かつてトヨタの発表した「アレッサンドロ ・ボルタ」は、珍しいシートレイアウトを採用した魅力的なスーパースポーツモデルでした。
■トヨタと名門デザインスタジオが協力!
世界中の自動車メーカーから発表されるコンセプトカーの中には、「もしこのまま市販されたら面白い」という個性的なものが多数あります。
例えば、2004年にトヨタの発表した「アレッサンドロ ・ボルタ」は、珍しいシートレイアウトを採用した魅力的なスーパースポーツモデルでした。
アレッサンドロ・ボルタは、2004年にスイスで開催された「ジュネーヴ・モーターショー」で発表された、ハイブリッドシステムを搭載したスーパースポーツカーです。
その車名は、ボルタ電池を発明した物理学者のアレッサンドロ・ボルタ氏が由来となっています。
同車は当時トヨタが行っていた「ハイブリッド方式を用いたスポーツカー研究」の一環として開発されたコンセプトカーで、イタリアのデザイン工房「イタルデザイン・ジウジアーロ」とのタッグで開発が行われました。

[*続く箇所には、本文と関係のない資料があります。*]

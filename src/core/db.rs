use tracing::info;

use crate::config::*;
use crate::core::cache::PageCache;
use crate::core::errors::ApiError;
use crate::core::store::{KvStore, KvStoreExt};
use crate::follow::follow_user;
use crate::groups::{create_group, get_group_by_slug, list_groups};
use crate::models::models::User;
use crate::posts::{insert_post, PostForm};
use crate::users::{create_user, get_user_by_username};

const DEMO_GROUP_SLUG: &str = "general";

fn seed_user(store: &dyn KvStore, username: &str) -> anyhow::Result<(User, bool)> {
    if let Some(existing) = get_user_by_username(store, username)? {
        return Ok((existing, false));
    }
    match create_user(store, username, username) {
        Ok(user) => Ok((user, true)),
        Err(e) => Err(anyhow::anyhow!("seeding {} failed: {}", username, e)),
    }
}

fn seed_post(store: &dyn KvStore, user: &User, text: &str, group_id: Option<u64>) -> anyhow::Result<()> {
    let form = PostForm {
        text: text.to_string(),
        group_id,
        image: None,
    };
    insert_post(store, &user.id, form)?;
    Ok(())
}

/// Demo accounts (password = username), a group, a few posts and `test -> bob`.
/// Safe to call repeatedly.
pub fn init_test_data(store: &dyn KvStore) -> anyhow::Result<()> {
    let group_id = match get_group_by_slug(store, DEMO_GROUP_SLUG)? {
        Some(group) => group.id,
        None => create_group(store, "General", DEMO_GROUP_SLUG, "Anything goes")
            .map_err(|e: ApiError| anyhow::anyhow!("seeding group failed: {}", e))?
            .id,
    };

    let (test, created) = seed_user(store, "test")?;
    if created {
        seed_post(store, &test, "This is my first post on Postboard!", None)?;
    }

    let (alice, created) = seed_user(store, "alice")?;
    if created {
        seed_post(store, &alice, "Welcome to my blog! Excited to share thoughts here.", Some(group_id))?;
        seed_post(store, &alice, "Just finished an amazing project. Feeling productive today!", None)?;
    }

    let (bob, created) = seed_user(store, "bob")?;
    if created {
        seed_post(
            store,
            &bob,
            "Hey everyone! Just joined, looking forward to reading you all.",
            Some(group_id),
        )?;
    }

    follow_user(store, &test.id, &bob.id)?;
    info!("demo data ready");
    Ok(())
}

/// Removes every user, group, post, comment, follow edge, token and cached page.
pub fn reset_db_data(store: &dyn KvStore) -> anyhow::Result<()> {
    let users: Vec<String> = store.get_json(USERS_LIST_KEY)?.unwrap_or_default();
    for id in &users {
        if let Some(user) = store.get_json::<User>(&user_key(id))? {
            store.delete(&username_key(&user.username))?;
        }
        store.delete(&user_key(id))?;
        store.delete(&user_posts_key(id))?;
        store.delete(&followings_key(id))?;
    }

    let posts: Vec<u64> = store.get_json(FEED_KEY)?.unwrap_or_default();
    for id in posts {
        let comments: Vec<u64> = store.get_json(&post_comments_key(id))?.unwrap_or_default();
        for comment in comments {
            store.delete(&comment_key(comment))?;
        }
        store.delete(&post_comments_key(id))?;
        store.delete(&post_key(id))?;
    }

    for group in list_groups(store)? {
        store.delete(&group_posts_key(group.id))?;
        store.delete(&group_slug_key(&group.slug))?;
        store.delete(&group_key(group.id))?;
    }

    let tokens: Vec<String> = store.get_json(TOKENS_LIST_KEY)?.unwrap_or_default();
    for token in tokens {
        store.delete(&token_key(&token))?;
    }

    PageCache::new(store, chrono::Duration::zero()).clear()?;

    for key in [USERS_LIST_KEY, GROUPS_LIST_KEY, FEED_KEY, TOKENS_LIST_KEY] {
        store.delete(key)?;
    }
    for kind in ["post", "group", "comment"] {
        store.delete(&sequence_key(kind))?;
    }

    info!("all data removed");
    Ok(())
}
use spin_sdk::http::{Request, Response};
use tracing::info;

use crate::auth::require_user;
use crate::config::*;
use crate::core::errors::ApiError;
use crate::core::helpers::redirect;
use crate::core::store::{KvStore, KvStoreExt};
use crate::models::models::{Followers, Followings};
use crate::users::require_user_by_username;
use crate::Blog;

/// Adds the edge `follower -> following`. Returns whether a new edge was made;
/// self-follows and repeats are no-ops.
pub fn follow_user(store: &dyn KvStore, follower_id: &str, following_id: &str) -> anyhow::Result<bool> {
    if follower_id == following_id {
        return Ok(false);
    }

    store.update_json(&followings_key(follower_id), |followings: &mut Followings| {
        if followings.iter().any(|id| id == following_id) {
            return false;
        }
        followings.push(following_id.to_string());
        true
    })
}

/// Returns whether an edge was removed.
pub fn unfollow_user(store: &dyn KvStore, follower_id: &str, following_id: &str) -> anyhow::Result<bool> {
    store.update_json(&followings_key(follower_id), |followings: &mut Followings| {
        let before = followings.len();
        followings.retain(|id| id != following_id);
        followings.len() != before
    })
}

pub fn get_followings(store: &dyn KvStore, user_id: &str) -> anyhow::Result<Followings> {
    Ok(store.get_json(&followings_key(user_id))?.unwrap_or_default())
}

pub fn get_followers(store: &dyn KvStore, user_id: &str) -> anyhow::Result<Followers> {
    let users: Vec<String> = store.get_json(USERS_LIST_KEY)?.unwrap_or_default();
    let mut followers = Vec::new();

    for id in users {
        if get_followings(store, &id)?.iter().any(|f| f == user_id) {
            followers.push(id);
        }
    }

    Ok(followers)
}

pub fn is_following(store: &dyn KvStore, follower_id: &str, following_id: &str) -> anyhow::Result<bool> {
    Ok(get_followings(store, follower_id)?
        .iter()
        .any(|id| id == following_id))
}

// === HTTP Handlers ===

pub fn profile_follow(blog: &Blog, req: &Request, username: &str) -> Result<Response, ApiError> {
    let user = require_user(blog, req)?;
    let author = require_user_by_username(blog.store(), username)?;

    if follow_user(blog.store(), &user.id, &author.id)? {
        info!(follower = %user.id, following = %author.id, "follow created");
    }

    Ok(redirect(&format!("/profile/{}/", author.username)))
}

pub fn profile_unfollow(blog: &Blog, req: &Request, username: &str) -> Result<Response, ApiError> {
    let user = require_user(blog, req)?;
    let author = require_user_by_username(blog.store(), username)?;

    if unfollow_user(blog.store(), &user.id, &author.id)? {
        info!(follower = %user.id, following = %author.id, "follow removed");
    }

    Ok(redirect(&format!("/profile/{}/", author.username)))
}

ひと目で目を惹く美しいデザインは、イタリアの名門カロッツェリア「イタルデザイン・ジウジアーロ」が担当しており、フェラーリやランボルギーニなど世界の名だたるスーパーカーにも引けを取らない「くさび型」の鋭いスタイリングが特徴的。
さらに通称「ガルウィングドア」とも呼ばれる「シザースドア」を採用しているのもポイントです。
パワーユニットは、3MZ-FE型の3.3リッターV型6気筒エンジンにハイブリッドシステムのモーターを組み合わせ、最高出力402馬力を発揮し、最高速度250km/hとしています。
そんなアレッサンドロ・ボルタにおいて、最も興味深い点がインテリアです。
なんと「横一列の3シーター」という、世界を見渡してもあまり見られない斬新なシートレイアウトが採用されていました。
このレイアウトには、ステアリングとアクセル・ブレーキペダルが付いたペダルボードは左右にスライドする機構が組み合わされ、これによって3列シートのどの位置に座っても運転することが可能というユニークなシステムとなっています。
このように、アレッサンドロ・ボルタは個性的で魅力的な特徴を兼ね備えたクルマでしたが、市販化には至らず、残念ながら幻のスポーツカーとなってしまいました。
もし市販化されていたら、最大の特徴である3列シートとスライド式ペダルボードもコンセプトカーから引き継がれていたのか、気になるところですね。